Mientras Puno vibraba con la Festividad Virgen de la Candelaria 2026, rompiendo expectativas en arribo de turistas y movimiento económico; la Organización Boliviana de Defensa y Difusión del Folklore (Obdefolk), realizaba un encuentro mundial de danzas bolivianas, que no opacó la fiesta de Puno.
El encuentro de la Obdefolk denunció un supuesto plagio de Puno; sin embargo, dicho evento, a pesar de haberse anunciado internacionalmente no tuvo injerencias en la fiesta de Puno, sino por el contrario, motivó el arribo de turistas internacionales.
Los visitantes nacionales y extranjeros quedaron satisfechos por los conjuntos, diversidad de danzas y varios días de concurso que presentó la región altiplánica con la Candelaria.
Paralelamente, ciudadanos bolivianos en diferentes partes del mundo, denunciaron un supuesto plagio y tergiversación de la cultura de su país. Ellos protestaron en diferentes países en comitivas que apenas superaban las 10 o 20 personas.

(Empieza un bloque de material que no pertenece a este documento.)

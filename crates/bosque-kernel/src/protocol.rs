//! Notebook protocol messages for the Bosque kernel.
//!
//! Defines the requests a notebook client sends, the replies the kernel
//! answers with, and the broadcast (IOPub) messages emitted while a request
//! is being served. The shapes follow the Jupyter messaging protocol.

use serde::{Deserialize, Serialize};
use serde_json::{Map, Value};

use bosque_core::highlight::Token;

/// Jupyter messaging protocol version implemented by the kernel.
pub const PROTOCOL_VERSION: &str = "5.3";

/// Messages sent from client to kernel.
#[derive(Debug, Clone, PartialEq, Serialize, Deserialize)]
#[serde(tag = "msg_type", rename_all = "snake_case")]
pub enum Request {
    /// Compile and run a cell.
    ExecuteRequest {
        /// Cell source.
        code: String,
        /// Suppress broadcast messages and do not count the execution.
        #[serde(default)]
        silent: bool,
        /// Count this execution in the execution counter.
        #[serde(default = "default_store_history")]
        store_history: bool,
    },

    /// Ask for kernel and language metadata.
    KernelInfoRequest,

    /// Tokenize source for syntax highlighting.
    HighlightRequest {
        /// Source to tokenize.
        code: String,
    },

    /// Stop the kernel.
    ShutdownRequest {
        /// Whether the client intends to start the kernel again.
        #[serde(default)]
        restart: bool,
    },
}

fn default_store_history() -> bool {
    true
}

impl Request {
    /// Shorthand for a non-silent execute request.
    pub fn execute(code: impl Into<String>) -> Self {
        Self::ExecuteRequest {
            code: code.into(),
            silent: false,
            store_history: true,
        }
    }
}

/// Kernel activity reported on the broadcast channel.
#[derive(Debug, Clone, Copy, PartialEq, Eq, Serialize, Deserialize)]
#[serde(rename_all = "snake_case")]
pub enum ExecutionState {
    Busy,
    Idle,
}

/// Output stream a `stream` message belongs to.
#[derive(Debug, Clone, Copy, PartialEq, Eq, Serialize, Deserialize)]
#[serde(rename_all = "snake_case")]
pub enum StreamName {
    Stdout,
    Stderr,
}

/// Broadcast messages emitted while serving a request.
#[derive(Debug, Clone, PartialEq, Serialize, Deserialize)]
#[serde(tag = "msg_type", rename_all = "snake_case")]
pub enum IopubMessage {
    /// Kernel became busy or idle.
    Status {
        /// New state.
        execution_state: ExecutionState,
    },

    /// Captured program output.
    Stream {
        /// Stream name.
        name: StreamName,
        /// Output text.
        text: String,
    },

    /// A cell failed.
    Error(ErrorContent),
}

/// Error description shared by `error` broadcasts and error replies.
#[derive(Debug, Clone, PartialEq, Eq, Serialize, Deserialize)]
pub struct ErrorContent {
    /// Error class (`CompilationError`, `ExecutionError`, ...).
    pub ename: String,
    /// Error message, including the child's diagnostic text.
    pub evalue: String,
    /// Always empty: the external toolchain provides no frames.
    #[serde(default)]
    pub traceback: Vec<String>,
}

impl ErrorContent {
    /// Describe a core error.
    pub fn from_error(error: &bosque_core::Error) -> Self {
        Self {
            ename: error.kind().to_string(),
            evalue: error.to_string(),
            traceback: Vec::new(),
        }
    }
}

/// Result of an execute request.
#[derive(Debug, Clone, PartialEq, Serialize, Deserialize)]
#[serde(tag = "status", rename_all = "snake_case")]
pub enum ExecuteReply {
    /// The cell compiled and ran.
    Ok {
        /// Execution counter after this request.
        execution_count: u32,
        /// Unused, always empty.
        #[serde(default)]
        payload: Vec<Value>,
        /// Unused, always empty.
        #[serde(default)]
        user_expressions: Map<String, Value>,
    },

    /// The cell failed to compile or run.
    Error {
        /// Execution counter after this request.
        execution_count: u32,
        /// Error class.
        ename: String,
        /// Error message.
        evalue: String,
        /// Always empty.
        #[serde(default)]
        traceback: Vec<String>,
    },
}

impl ExecuteReply {
    /// Successful reply.
    pub fn ok(execution_count: u32) -> Self {
        Self::Ok {
            execution_count,
            payload: Vec::new(),
            user_expressions: Map::new(),
        }
    }

    /// Error reply describing `error`.
    pub fn error(execution_count: u32, error: ErrorContent) -> Self {
        Self::Error {
            execution_count,
            ename: error.ename,
            evalue: error.evalue,
            traceback: error.traceback,
        }
    }

    /// Returns true if the execution succeeded.
    pub fn is_ok(&self) -> bool {
        matches!(self, Self::Ok { .. })
    }

    /// Execution counter carried by the reply.
    pub fn execution_count(&self) -> u32 {
        match self {
            Self::Ok { execution_count, .. } | Self::Error { execution_count, .. } => {
                *execution_count
            }
        }
    }
}

/// Language metadata advertised to the notebook.
#[derive(Debug, Clone, PartialEq, Eq, Serialize, Deserialize)]
pub struct LanguageInfo {
    /// Language name.
    pub name: String,
    /// Language version.
    pub version: String,
    /// MIME type of cell sources.
    pub mimetype: String,
    /// File extension of Bosque sources.
    pub file_extension: String,
    /// Name of the highlighting lexer.
    pub pygments_lexer: String,
}

/// Content of a `kernel_info_reply`.
#[derive(Debug, Clone, PartialEq, Eq, Serialize, Deserialize)]
pub struct KernelInfo {
    /// Always `ok`.
    pub status: String,
    /// Messaging protocol version.
    pub protocol_version: String,
    /// Kernel implementation name.
    pub implementation: String,
    /// Kernel implementation version.
    pub implementation_version: String,
    /// Language metadata.
    pub language_info: LanguageInfo,
    /// Banner shown by consoles.
    pub banner: String,
}

impl Default for KernelInfo {
    fn default() -> Self {
        Self {
            status: "ok".to_string(),
            protocol_version: PROTOCOL_VERSION.to_string(),
            implementation: "BosqueKernel".to_string(),
            implementation_version: "1.0".to_string(),
            language_info: LanguageInfo {
                name: "bosque".to_string(),
                version: "1.0".to_string(),
                mimetype: "text/x-bosque".to_string(),
                file_extension: ".bsq".to_string(),
                pygments_lexer: "bosque".to_string(),
            },
            banner: "Bosque Language Kernel".to_string(),
        }
    }
}

/// Replies sent from kernel to client, one per request.
#[derive(Debug, Clone, PartialEq, Serialize, Deserialize)]
#[serde(tag = "msg_type", rename_all = "snake_case")]
pub enum Reply {
    /// Answer to `execute_request`.
    ExecuteReply(ExecuteReply),

    /// Answer to `kernel_info_request`.
    KernelInfoReply(KernelInfo),

    /// Answer to `highlight_request`.
    HighlightReply {
        /// Tokens covering the requested code.
        tokens: Vec<Token>,
    },

    /// Answer to `shutdown_request`.
    ShutdownReply {
        /// Echo of the request's restart flag.
        restart: bool,
    },

    /// The request could not be parsed or served.
    ProtocolError {
        /// Error description.
        message: String,
    },
}

/// A request as read from the transport.
#[derive(Debug, Clone, PartialEq, Serialize, Deserialize)]
pub struct RequestEnvelope {
    /// Client-chosen message id, echoed as `parent_msg_id`.
    #[serde(default, skip_serializing_if = "Option::is_none")]
    pub msg_id: Option<String>,

    #[serde(flatten)]
    pub request: Request,
}

/// Channel an outgoing message belongs to.
#[derive(Debug, Clone, PartialEq, Serialize, Deserialize)]
#[serde(tag = "channel", rename_all = "snake_case")]
pub enum Outgoing {
    /// Broadcast message.
    Iopub(IopubMessage),
    /// Direct reply.
    Shell(Reply),
}

/// A message as written to the transport.
#[derive(Debug, Clone, PartialEq, Serialize, Deserialize)]
pub struct OutgoingEnvelope {
    /// Fresh message id.
    pub msg_id: String,

    /// Id of the request this message belongs to.
    #[serde(default, skip_serializing_if = "Option::is_none")]
    pub parent_msg_id: Option<String>,

    #[serde(flatten)]
    pub message: Outgoing,
}

impl OutgoingEnvelope {
    /// Wrap `message` with a new message id.
    pub fn new(message: Outgoing, parent_msg_id: Option<String>) -> Self {
        Self {
            msg_id: uuid::Uuid::new_v4().to_string(),
            parent_msg_id,
            message,
        }
    }
}
//! Integration tests for the JSON-lines transport with a running toolchain.
//!
//! `sh` plays both the Bosque compiler and the JavaScript runtime.

#![cfg(unix)]

use std::time::{Duration, Instant};

use serde_json::{Value, json};
use tokio::io::{AsyncBufReadExt, BufReader};

use bosque_core::compile::BridgeConfig;
use bosque_kernel::{KernelSession, serve};

fn request_line(msg_id: &str, code: &str) -> String {
    let request = json!({
        "msg_id": msg_id,
        "msg_type": "execute_request",
        "code": code,
    });
    format!("{request}\n")
}

#[tokio::test]
async fn test_busy_status_arrives_while_cell_runs() {
    let config = BridgeConfig::default().with_compiler("sh").with_runtime("sh");
    let (mut session, rx) = KernelSession::new(config).expect("sh should be on PATH");

    let input = request_line("slow", "sleep 2\nprintf 'echo done\\n' > jsout/Main.mjs\n");
    let (client, kernel_side) = tokio::io::duplex(64 * 1024);
    let started = Instant::now();

    let serving = serve(&mut session, rx, input.as_bytes(), kernel_side);
    let reading = async {
        let mut lines = BufReader::new(client).lines();
        let first = lines.next_line().await.unwrap().expect("busy status");
        let first_at = started.elapsed();

        let mut rest = Vec::new();
        while let Some(line) = lines.next_line().await.unwrap() {
            rest.push(line);
        }
        (first, first_at, rest)
    };

    let (served, (first, first_at, rest)) = tokio::join!(serving, reading);
    served.unwrap();

    let first: Value = serde_json::from_str(&first).unwrap();
    assert_eq!(first["channel"], "iopub");
    assert_eq!(first["msg_type"], "status");
    assert_eq!(first["execution_state"], "busy");
    assert_eq!(first["parent_msg_id"], "slow");
    assert!(
        first_at < Duration::from_secs(1),
        "busy status should not wait for the cell, took {first_at:?}"
    );
    assert!(started.elapsed() >= Duration::from_secs(2));

    let rest: Vec<Value> = rest.iter().map(|l| serde_json::from_str(l).unwrap()).collect();
    let kinds: Vec<&str> = rest.iter().filter_map(|m| m["msg_type"].as_str()).collect();
    assert_eq!(kinds, ["stream", "status", "execute_reply"]);
    assert_eq!(rest[0]["text"], "done\n");
    assert_eq!(rest[1]["execution_state"], "idle");
}

#[tokio::test]
async fn test_consecutive_cells_keep_message_order() {
    let config = BridgeConfig::default().with_compiler("sh").with_runtime("sh");
    let (mut session, rx) = KernelSession::new(config).expect("sh should be on PATH");

    let input = request_line("a", "printf 'echo one\\n' > jsout/Main.mjs\n")
        + &request_line("b", "exit 1\n");
    let mut output = Vec::new();

    serve(&mut session, rx, input.as_bytes(), &mut output)
        .await
        .unwrap();

    let messages: Vec<Value> = String::from_utf8(output)
        .unwrap()
        .lines()
        .map(|l| serde_json::from_str(l).unwrap())
        .collect();
    let trace: Vec<(&str, &str)> = messages
        .iter()
        .map(|m| {
            (
                m["parent_msg_id"].as_str().unwrap_or_default(),
                m["msg_type"].as_str().unwrap_or_default(),
            )
        })
        .collect();

    assert_eq!(
        trace,
        [
            ("a", "status"),
            ("a", "stream"),
            ("a", "status"),
            ("a", "execute_reply"),
            ("b", "status"),
            ("b", "error"),
            ("b", "status"),
            ("b", "execute_reply"),
        ]
    );
    assert_eq!(messages[7]["status"], "error");
    assert_eq!(messages[7]["execution_count"], 2);
    assert!(session.scratch_path().is_none());
}
//! Compilation pipeline for Bosque cells.
//!
//! This module provides:
//! - Toolchain resolution (compiler and JavaScript runtime on PATH)
//! - The compile-and-run bridge
//! - Child process capture with optional timeouts
//!
//! # Architecture
//!
//! ```text
//! Cell source
//!     │
//!     ├── ToolchainManager ──► bosque, node
//!     │
//!     └── Bridge::compile ──► jsout/ ──► find_entry_module ──► Bridge::execute ──► stdout
//! ```

mod bridge;
mod command;
mod toolchain;
mod types;

pub use bridge::Bridge;
pub use toolchain::ToolchainManager;
pub use types::{BridgeConfig, ProcessOutput, Stage, COMPILER_ENV, RUNTIME_ENV, TIMEOUT_ENV};
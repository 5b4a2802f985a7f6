//! Bosque kernel CLI - Jupyter kernel for the Bosque language.

mod colors;
mod highlight;
mod info;
mod install;
mod run;
mod serve;

use std::path::PathBuf;
use std::time::Duration;

use bosque_core::compile::BridgeConfig;
use clap::{Parser, Subcommand};

#[derive(Parser)]
#[command(name = "bosque-kernel")]
#[command(about = "Jupyter kernel for the Bosque language")]
#[command(version)]
struct Cli {
    #[command(subcommand)]
    command: Commands,

    /// Enable verbose logging
    #[arg(short, long, global = true)]
    verbose: bool,

    /// Bosque compiler executable (overrides BOSQUE_KERNEL_COMPILER)
    #[arg(long, global = true)]
    compiler: Option<String>,

    /// JavaScript runtime executable (overrides BOSQUE_KERNEL_RUNTIME)
    #[arg(long, global = true)]
    runtime: Option<String>,

    /// Per-process timeout in seconds, 0 disables it (overrides BOSQUE_KERNEL_TIMEOUT_SECS)
    #[arg(long, global = true)]
    timeout: Option<u64>,
}

#[derive(Subcommand)]
enum Commands {
    /// Serve notebook requests on stdin/stdout
    Serve {
        /// Jupyter connection file (accepted for kernel.json compatibility)
        #[arg(long)]
        connection_file: Option<PathBuf>,
    },

    /// Compile and run a Bosque source file once
    Run {
        /// Path to the source (.bsq file)
        source: String,
    },

    /// Print a Bosque source file with syntax highlighting
    Highlight {
        /// Path to the source (.bsq file), `-` for stdin
        source: String,

        /// Output format
        #[arg(short, long, value_enum, default_value = "ansi")]
        format: highlight::Format,
    },

    /// Install the Jupyter kernel spec
    Install {
        /// Kernels directory (default: the user's Jupyter data directory)
        #[arg(long)]
        dir: Option<PathBuf>,
    },

    /// Show kernel metadata and resolved tools
    Info,
}

impl Cli {
    /// Bridge configuration from the environment, overridden by flags.
    fn bridge_config(&self) -> BridgeConfig {
        let mut config = BridgeConfig::from_env();
        if let Some(compiler) = &self.compiler {
            config = config.with_compiler(compiler.clone());
        }
        if let Some(runtime) = &self.runtime {
            config = config.with_runtime(runtime.clone());
        }
        if let Some(secs) = self.timeout {
            config = config.with_timeout((secs > 0).then(|| Duration::from_secs(secs)));
        }
        config
    }
}

#[tokio::main]
async fn main() -> anyhow::Result<()> {
    let cli = Cli::parse();

    // Initialize logging; stdout is reserved for protocol and program output
    let filter = if cli.verbose {
        tracing_subscriber::EnvFilter::from_default_env()
            .add_directive(tracing::Level::DEBUG.into())
    } else {
        tracing_subscriber::EnvFilter::from_default_env().add_directive(tracing::Level::WARN.into())
    };

    tracing_subscriber::fmt()
        .with_env_filter(filter)
        .with_target(false)
        .with_writer(std::io::stderr)
        .init();

    // Helper to format bosque-core errors with recovery hints
    let format_error = |err: anyhow::Error| -> anyhow::Error {
        if let Some(core_err) = err.downcast_ref::<bosque_core::Error>() {
            anyhow::anyhow!("{}", core_err.with_hint())
        } else if let Some(bosque_kernel::KernelError::Core(core_err)) =
            err.downcast_ref::<bosque_kernel::KernelError>()
        {
            anyhow::anyhow!("{}", core_err.with_hint())
        } else {
            err
        }
    };

    let config = cli.bridge_config();

    match cli.command {
        Commands::Serve { connection_file } => {
            serve::execute(connection_file.as_deref(), config)
                .await
                .map_err(format_error)?;
        }

        Commands::Run { source } => {
            run::execute(&source, config).await.map_err(format_error)?;
        }

        Commands::Highlight { source, format } => {
            highlight::execute(&source, format).map_err(format_error)?;
        }

        Commands::Install { dir } => {
            install::execute(dir).map_err(format_error)?;
        }

        Commands::Info => info::execute(&config).map_err(format_error)?,
    }

    Ok(())
}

“Decimos no al plagio, porque nuestras danzas y nuestra música boliviana no tienen fronteras, viajan por el mundo y unen culturas, pero su origen boliviano tiene dueño, con historia, identidad y derecho de autor. La cultura no se roba, se honra y valora, se reconoce y respeta”, señalaron.
A ello se suma que incluso bandas del vecino país de Bolivia, participaron en la Festividad Virgen de la Candelaria, denotando que las diferencias culturales entre ambos países se originan a raíz de grupos que tendrían presuntos intereses políticos.